(DATA IN THIS EXERCISE Opens)

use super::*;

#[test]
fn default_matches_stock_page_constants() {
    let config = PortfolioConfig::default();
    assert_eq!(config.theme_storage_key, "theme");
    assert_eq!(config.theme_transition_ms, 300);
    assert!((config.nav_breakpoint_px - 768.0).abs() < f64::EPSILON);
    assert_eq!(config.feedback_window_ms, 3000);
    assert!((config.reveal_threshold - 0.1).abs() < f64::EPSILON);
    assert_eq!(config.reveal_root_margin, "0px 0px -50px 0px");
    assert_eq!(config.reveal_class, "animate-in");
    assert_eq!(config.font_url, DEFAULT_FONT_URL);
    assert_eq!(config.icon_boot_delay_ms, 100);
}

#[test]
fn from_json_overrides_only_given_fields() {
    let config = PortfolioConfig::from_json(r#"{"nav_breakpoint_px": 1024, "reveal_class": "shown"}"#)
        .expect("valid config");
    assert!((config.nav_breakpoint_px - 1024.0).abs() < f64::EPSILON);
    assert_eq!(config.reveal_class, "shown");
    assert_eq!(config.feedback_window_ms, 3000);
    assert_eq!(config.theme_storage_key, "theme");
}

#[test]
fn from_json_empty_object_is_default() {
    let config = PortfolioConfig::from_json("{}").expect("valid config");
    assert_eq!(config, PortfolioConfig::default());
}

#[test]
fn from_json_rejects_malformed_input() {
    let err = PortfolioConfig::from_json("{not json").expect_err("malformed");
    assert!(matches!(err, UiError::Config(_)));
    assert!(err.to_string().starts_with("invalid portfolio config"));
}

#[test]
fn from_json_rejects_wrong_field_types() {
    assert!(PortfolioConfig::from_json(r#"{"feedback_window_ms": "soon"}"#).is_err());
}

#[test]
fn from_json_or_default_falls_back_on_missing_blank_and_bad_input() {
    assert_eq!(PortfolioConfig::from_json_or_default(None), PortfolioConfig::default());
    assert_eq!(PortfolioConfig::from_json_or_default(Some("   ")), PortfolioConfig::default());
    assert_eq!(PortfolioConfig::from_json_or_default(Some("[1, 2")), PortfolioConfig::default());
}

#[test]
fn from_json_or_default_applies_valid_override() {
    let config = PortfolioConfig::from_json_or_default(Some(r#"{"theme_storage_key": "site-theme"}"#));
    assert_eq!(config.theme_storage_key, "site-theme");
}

(DATA IN THIS EXERCISE Closes)

WHAT TO WORK ON
From the first line to the last, transcribe the listing exactly.

ANSWER SECTION
use super::*;

#[test]
fn default_matches_stock_page_constants() {
    let config = PortfolioConfig::default();
    assert_eq!(config.theme_storage_key, "theme");
    assert_eq!(config.theme_transition_ms, 300);
    assert!((config.nav_breakpoint_px - 768.0).abs() < f64::EPSILON);
    assert_eq!(config.feedback_window_ms, 3000);
    assert!((config.reveal_threshold - 0.1).abs() < f64::EPSILON);
    assert_eq!(config.reveal_root_margin, "0px 0px -50px 0px");
    assert_eq!(config.reveal_class, "animate-in");
    assert_eq!(config.font_url, DEFAULT_FONT_URL);
    assert_eq!(config.icon_boot_delay_ms, 100);
}

#[test]
fn from_json_overrides_only_given_fields() {
    let config = PortfolioConfig::from_json(r#"{"nav_breakpoint_px": 1024, "reveal_class": "shown"}"#)
        .expect("valid config");
    assert!((config.nav_breakpoint_px - 1024.0).abs() < f64::EPSILON);
    assert_eq!(config.reveal_class, "shown");
    assert_eq!(config.feedback_window_ms, 3000);
    assert_eq!(config.theme_storage_key, "theme");
}

#[test]
fn from_json_empty_object_is_default() {
    let config = PortfolioConfig::from_json("{}").expect("valid config");
    assert_eq!(config, PortfolioConfig::default());
}

#[test]
fn from_json_rejects_malformed_input() {
    let err = PortfolioConfig::from_json("{not json").expect_err("malformed");
    assert!(matches!(err, UiError::Config(_)));
    assert!(err.to_string().starts_with("invalid portfolio config"));
}

#[test]
fn from_json_rejects_wrong_field_types() {
    assert!(PortfolioConfig::from_json(r#"{"feedback_window_ms": "soon"}"#).is_err());
}

#[test]
fn from_json_or_default_falls_back_on_missing_blank_and_bad_input() {
    assert_eq!(PortfolioConfig::from_json_or_default(None), PortfolioConfig::default());
    assert_eq!(PortfolioConfig::from_json_or_default(Some("   ")), PortfolioConfig::default());
    assert_eq!(PortfolioConfig::from_json_or_default(Some("[1, 2")), PortfolioConfig::default());
}

#[test]
fn from_json_or_default_applies_valid_override() {
    let config = PortfolioConfig::from_json_or_default(Some(r#"{"theme_storage_key": "site-theme"}"#));
    assert_eq!(config.theme_storage_key, "site-theme");
}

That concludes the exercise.